A person has probably completed a lot of dates. Failure of dating makes us feel painful. The best date probably starts with a good self-introduction
Most of the time we have little awareness of our internal dialogue. Yet this self-talk has a huge impact on how you feel about yourself. It is the single most important determiner of whether or not you feel profound significance at your core. Your self-talk is a primary tool for realizing your lovability. Healthy persons are keenly aware of what they say to themselves, how they say it, and when they say it.
Self-talk is closely related to self-fulfilling prophesies. What you believe will happen often does happen. Action follows attitude, behavior follows beliefs. Suppose you’re on a date with someone you really like, but things are off to a bumpy start. The conversation is stiff, and you’re both tense. You’re at a fancy restaurant, and your self-talk plays like this: “Why can’t I ever think of anything to say? My jokes are so lame. Why did I choose this outfit? It makes me look fat.”

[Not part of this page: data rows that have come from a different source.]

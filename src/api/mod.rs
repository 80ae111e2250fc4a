//! REST API layer: route handlers, DTOs, OpenAPI document and router
//! composition.

pub mod dto;
pub mod extract;
pub mod handlers;

use std::sync::Arc;

use axum::Router;
use axum::middleware::from_fn_with_state;
use tower_http::cors::CorsLayer;
use tower_http::trace::TraceLayer;
use utoipa::OpenApi;

use crate::app_state::AppState;
use crate::middleware::{inject_faults, trace_segments};

/// OpenAPI document for every REST endpoint.
#[derive(Debug, OpenApi)]
#[openapi(
    info(
        title = "chaos-posts",
        description = "Posts CRUD service with trace segments and fault injection"
    ),
    paths(
        handlers::system::ping,
        handlers::init::create_table,
        handlers::init::drop_table,
        handlers::posts::create_post,
        handlers::posts::get_post,
        handlers::posts::delete_post,
    ),
    components(schemas(
        dto::CreatePostRequest,
        dto::PostDto,
        crate::error::ErrorResponse,
        crate::error::ErrorBody,
    )),
    tags(
        (name = "System", description = "Liveness"),
        (name = "Schema", description = "Create and drop the posts table"),
        (name = "Posts", description = "Post CRUD"),
    )
)]
pub struct ApiDoc;

/// Builds the complete router.
///
/// Fault injection is a route layer: it runs only for matched routes and
/// before their handlers. Trace segments wrap everything, including
/// unmatched paths and chaos rejections.
pub fn build_router(state: AppState) -> Router {
    let api = handlers::routes().route_layer(from_fn_with_state(
        Arc::clone(&state.fault_injector),
        inject_faults,
    ));

    #[cfg(feature = "swagger-ui")]
    let api = api.merge(
        utoipa_swagger_ui::SwaggerUi::new("/swagger-ui")
            .url("/api-docs/openapi.json", ApiDoc::openapi()),
    );

    api.layer(from_fn_with_state(state.tracer.clone(), trace_segments))
        .layer(TraceLayer::new_for_http())
        .layer(CorsLayer::permissive())
        .with_state(state)
}

#[cfg(test)]
mod tests {
    use super::*;

    #[test]
    fn openapi_lists_every_route() {
        let doc = ApiDoc::openapi();
        for path in ["/", "/init", "/posts", "/posts/{pid}"] {
            assert!(doc.paths.paths.contains_key(path), "missing {path}");
        }
    }
}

If all of this is going on in your mind, it’s sure to leak out in your behavior. You’ll act nervous and self-conscious. It’s a cyclical process, since negative self-talk accelerates the downward spiral.
But suppose you shifted your internal dialogue: “It’s nice to be on a date. I’m just going to be me and have a great time. I think we’re starting to click.” All of these positive thoughts will enable you to be more confident, poised, and appealing.
Positive self-talk is not only important for brief periods of time, but can also provide optimism as you look toward the future. Imagine the single person whose internal messages say, “I’m never going to find a decent partner. My last relationship ended miserably. I’m destined to be single and alone all my life.” Replayed constantly, that kind of thinking will become ingrained.
What a difference it would make if the self-talk were affirmative and hopeful. “I can’t wait to find the person of my dreams. I’ll hold out as long as it takes to find the best partner for me. And while I’m waiting, I’m going to keep working on myself to grow, develop, and improve.” That kind of thinking builds momentum in a positive direction.